WHAT NEEDS TO BE DONE - Would it be possible to reproduce every entry exactly, please?

[DATA FOR THE TASK — start]

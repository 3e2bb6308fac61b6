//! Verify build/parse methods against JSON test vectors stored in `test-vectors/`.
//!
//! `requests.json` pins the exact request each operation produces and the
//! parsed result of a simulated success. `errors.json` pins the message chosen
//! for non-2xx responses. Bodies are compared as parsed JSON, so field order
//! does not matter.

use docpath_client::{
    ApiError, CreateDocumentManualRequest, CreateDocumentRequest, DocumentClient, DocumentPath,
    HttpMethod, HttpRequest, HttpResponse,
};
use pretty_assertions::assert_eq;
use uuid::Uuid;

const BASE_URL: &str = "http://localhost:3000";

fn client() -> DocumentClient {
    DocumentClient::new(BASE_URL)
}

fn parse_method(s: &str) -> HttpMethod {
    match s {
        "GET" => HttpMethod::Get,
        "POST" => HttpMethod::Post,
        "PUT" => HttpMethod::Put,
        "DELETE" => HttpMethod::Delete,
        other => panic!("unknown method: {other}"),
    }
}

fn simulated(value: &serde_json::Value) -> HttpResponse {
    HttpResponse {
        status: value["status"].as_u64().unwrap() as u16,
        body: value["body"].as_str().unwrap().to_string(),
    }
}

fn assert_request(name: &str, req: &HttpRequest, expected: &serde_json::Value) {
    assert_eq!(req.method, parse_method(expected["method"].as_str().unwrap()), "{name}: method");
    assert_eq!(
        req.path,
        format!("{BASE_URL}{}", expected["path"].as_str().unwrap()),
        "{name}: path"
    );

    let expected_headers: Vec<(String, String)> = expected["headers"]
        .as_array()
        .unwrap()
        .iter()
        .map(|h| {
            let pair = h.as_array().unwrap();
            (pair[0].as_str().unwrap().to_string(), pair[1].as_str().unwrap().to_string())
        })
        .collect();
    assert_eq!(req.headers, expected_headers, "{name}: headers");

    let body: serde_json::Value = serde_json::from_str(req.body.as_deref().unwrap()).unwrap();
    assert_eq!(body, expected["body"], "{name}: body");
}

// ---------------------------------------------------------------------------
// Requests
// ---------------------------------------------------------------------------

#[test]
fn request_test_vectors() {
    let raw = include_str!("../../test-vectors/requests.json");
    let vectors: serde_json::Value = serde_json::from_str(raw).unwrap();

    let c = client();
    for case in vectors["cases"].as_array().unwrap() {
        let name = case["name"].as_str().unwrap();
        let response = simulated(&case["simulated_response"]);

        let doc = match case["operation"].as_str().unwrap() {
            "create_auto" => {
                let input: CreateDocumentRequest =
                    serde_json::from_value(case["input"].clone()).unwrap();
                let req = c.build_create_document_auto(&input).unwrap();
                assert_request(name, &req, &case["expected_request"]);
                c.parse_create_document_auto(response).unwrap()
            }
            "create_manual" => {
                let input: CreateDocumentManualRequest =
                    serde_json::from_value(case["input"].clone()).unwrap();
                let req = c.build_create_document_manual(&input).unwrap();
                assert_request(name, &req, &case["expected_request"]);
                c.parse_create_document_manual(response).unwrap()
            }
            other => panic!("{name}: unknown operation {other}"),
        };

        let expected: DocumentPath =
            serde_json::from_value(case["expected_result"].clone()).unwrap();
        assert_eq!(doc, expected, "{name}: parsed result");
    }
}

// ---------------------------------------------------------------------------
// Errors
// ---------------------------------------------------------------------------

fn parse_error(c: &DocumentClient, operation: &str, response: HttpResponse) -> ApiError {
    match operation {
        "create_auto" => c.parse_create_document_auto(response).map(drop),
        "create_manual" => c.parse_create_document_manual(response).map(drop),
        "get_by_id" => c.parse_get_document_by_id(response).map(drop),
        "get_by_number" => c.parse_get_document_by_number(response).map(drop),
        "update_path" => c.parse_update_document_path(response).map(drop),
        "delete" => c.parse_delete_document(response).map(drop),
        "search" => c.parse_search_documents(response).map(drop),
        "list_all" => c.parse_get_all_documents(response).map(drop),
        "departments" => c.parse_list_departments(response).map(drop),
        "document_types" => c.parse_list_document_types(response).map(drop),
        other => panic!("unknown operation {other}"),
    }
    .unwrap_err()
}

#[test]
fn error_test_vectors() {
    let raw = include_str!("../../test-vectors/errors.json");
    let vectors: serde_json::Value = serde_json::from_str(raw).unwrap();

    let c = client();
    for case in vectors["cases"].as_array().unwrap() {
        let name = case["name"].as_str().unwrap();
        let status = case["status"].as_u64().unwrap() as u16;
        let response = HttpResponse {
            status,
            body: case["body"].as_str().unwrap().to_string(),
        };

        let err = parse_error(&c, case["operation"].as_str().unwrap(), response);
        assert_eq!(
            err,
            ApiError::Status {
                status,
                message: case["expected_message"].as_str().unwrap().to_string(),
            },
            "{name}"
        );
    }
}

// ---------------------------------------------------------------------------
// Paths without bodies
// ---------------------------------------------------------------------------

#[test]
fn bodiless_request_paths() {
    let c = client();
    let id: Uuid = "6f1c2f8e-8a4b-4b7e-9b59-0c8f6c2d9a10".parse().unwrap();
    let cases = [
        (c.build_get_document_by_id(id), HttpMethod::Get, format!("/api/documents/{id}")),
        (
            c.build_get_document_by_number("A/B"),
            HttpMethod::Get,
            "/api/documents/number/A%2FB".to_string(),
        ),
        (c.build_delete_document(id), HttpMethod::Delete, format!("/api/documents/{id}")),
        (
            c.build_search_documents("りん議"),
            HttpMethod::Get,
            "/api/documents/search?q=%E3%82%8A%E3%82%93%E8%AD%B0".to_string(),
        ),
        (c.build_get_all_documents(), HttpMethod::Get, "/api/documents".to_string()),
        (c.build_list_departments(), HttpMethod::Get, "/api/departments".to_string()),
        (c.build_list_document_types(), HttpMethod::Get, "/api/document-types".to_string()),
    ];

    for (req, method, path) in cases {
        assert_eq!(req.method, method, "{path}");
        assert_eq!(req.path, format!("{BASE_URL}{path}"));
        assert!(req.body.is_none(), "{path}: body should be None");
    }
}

[DATA FOR THE TASK — finish]

RESPONSE FOR THIS EXERCISE -
repository 3e2bb6308fac61b6
//! Verify build/parse methods against JSON test vectors stored in `test-vectors/`.
//!
//! `requests.json` pins the exact request each operation produces and the
//! parsed result of a simulated success. `errors.json` pins the message chosen
//! for non-2xx responses. Bodies are compared as parsed JSON, so field order
//! does not matter.

use docpath_client::{
    ApiError, CreateDocumentManualRequest, CreateDocumentRequest, DocumentClient, DocumentPath,
    HttpMethod, HttpRequest, HttpResponse,
};
use pretty_assertions::assert_eq;
use uuid::Uuid;

const BASE_URL: &str = "http://localhost:3000";

fn client() -> DocumentClient {
    DocumentClient::new(BASE_URL)
}

fn parse_method(s: &str) -> HttpMethod {
    match s {
        "GET" => HttpMethod::Get,
        "POST" => HttpMethod::Post,
        "PUT" => HttpMethod::Put,
        "DELETE" => HttpMethod::Delete,
        other => panic!("unknown method: {other}"),
    }
}

fn simulated(value: &serde_json::Value) -> HttpResponse {
    HttpResponse {
        status: value["status"].as_u64().unwrap() as u16,
        body: value["body"].as_str().unwrap().to_string(),
    }
}

fn assert_request(name: &str, req: &HttpRequest, expected: &serde_json::Value) {
    assert_eq!(req.method, parse_method(expected["method"].as_str().unwrap()), "{name}: method");
    assert_eq!(
        req.path,
        format!("{BASE_URL}{}", expected["path"].as_str().unwrap()),
        "{name}: path"
    );

    let expected_headers: Vec<(String, String)> = expected["headers"]
        .as_array()
        .unwrap()
        .iter()
        .map(|h| {
            let pair = h.as_array().unwrap();
            (pair[0].as_str().unwrap().to_string(), pair[1].as_str().unwrap().to_string())
        })
        .collect();
    assert_eq!(req.headers, expected_headers, "{name}: headers");

    let body: serde_json::Value = serde_json::from_str(req.body.as_deref().unwrap()).unwrap();
    assert_eq!(body, expected["body"], "{name}: body");
}

// ---------------------------------------------------------------------------
// Requests
// ---------------------------------------------------------------------------

#[test]
fn request_test_vectors() {
    let raw = include_str!("../../test-vectors/requests.json");
    let vectors: serde_json::Value = serde_json::from_str(raw).unwrap();

    let c = client();
    for case in vectors["cases"].as_array().unwrap() {
        let name = case["name"].as_str().unwrap();
        let response = simulated(&case["simulated_response"]);

        let doc = match case["operation"].as_str().unwrap() {
            "create_auto" => {
                let input: CreateDocumentRequest =
                    serde_json::from_value(case["input"].clone()).unwrap();
                let req = c.build_create_document_auto(&input).unwrap();
                assert_request(name, &req, &case["expected_request"]);
                c.parse_create_document_auto(response).unwrap()
            }
            "create_manual" => {
                let input: CreateDocumentManualRequest =
                    serde_json::from_value(case["input"].clone()).unwrap();
                let req = c.build_create_document_manual(&input).unwrap();
                assert_request(name, &req, &case["expected_request"]);
                c.parse_create_document_manual(response).unwrap()
            }
            other => panic!("{name}: unknown operation {other}"),
        };

        let expected: DocumentPath =
            serde_json::from_value(case["expected_result"].clone()).unwrap();
        assert_eq!(doc, expected, "{name}: parsed result");
    }
}

// ---------------------------------------------------------------------------
// Errors
// ---------------------------------------------------------------------------

fn parse_error(c: &DocumentClient, operation: &str, response: HttpResponse) -> ApiError {
    match operation {
        "create_auto" => c.parse_create_document_auto(response).map(drop),
        "create_manual" => c.parse_create_document_manual(response).map(drop),
        "get_by_id" => c.parse_get_document_by_id(response).map(drop),
        "get_by_number" => c.parse_get_document_by_number(response).map(drop),
        "update_path" => c.parse_update_document_path(response).map(drop),
        "delete" => c.parse_delete_document(response).map(drop),
        "search" => c.parse_search_documents(response).map(drop),
        "list_all" => c.parse_get_all_documents(response).map(drop),
        "departments" => c.parse_list_departments(response).map(drop),
        "document_types" => c.parse_list_document_types(response).map(drop),
        other => panic!("unknown operation {other}"),
    }
    .unwrap_err()
}

#[test]
fn error_test_vectors() {
    let raw = include_str!("../../test-vectors/errors.json");
    let vectors: serde_json::Value = serde_json::from_str(raw).unwrap();

    let c = client();
    for case in vectors["cases"].as_array().unwrap() {
        let name = case["name"].as_str().unwrap();
        let status = case["status"].as_u64().unwrap() as u16;
        let response = HttpResponse {
            status,
            body: case["body"].as_str().unwrap().to_string(),
        };

        let err = parse_error(&c, case["operation"].as_str().unwrap(), response);
        assert_eq!(
            err,
            ApiError::Status {
                status,
                message: case["expected_message"].as_str().unwrap().to_string(),
            },
            "{name}"
        );
    }
}

// ---------------------------------------------------------------------------
// Paths without bodies
// ---------------------------------------------------------------------------

#[test]
fn bodiless_request_paths() {
    let c = client();
    let id: Uuid = "6f1c2f8e-8a4b-4b7e-9b59-0c8f6c2d9a10".parse().unwrap();
    let cases = [
        (c.build_get_document_by_id(id), HttpMethod::Get, format!("/api/documents/{id}")),
        (
            c.build_get_document_by_number("A/B"),
            HttpMethod::Get,
            "/api/documents/number/A%2FB".to_string(),
        ),
        (c.build_delete_document(id), HttpMethod::Delete, format!("/api/documents/{id}")),
        (
            c.build_search_documents("りん議"),
            HttpMethod::Get,
            "/api/documents/search?q=%E3%82%8A%E3%82%93%E8%AD%B0".to_string(),
        ),
        (c.build_get_all_documents(), HttpMethod::Get, "/api/documents".to_string()),
        (c.build_list_departments(), HttpMethod::Get, "/api/departments".to_string()),
        (c.build_list_document_types(), HttpMethod::Get, "/api/document-types".to_string()),
    ];

    for (req, method, path) in cases {
        assert_eq!(req.method, method, "{path}");
        assert_eq!(req.path, format!("{BASE_URL}{path}"));
        assert!(req.body.is_none(), "{path}: body should be None");
    }
}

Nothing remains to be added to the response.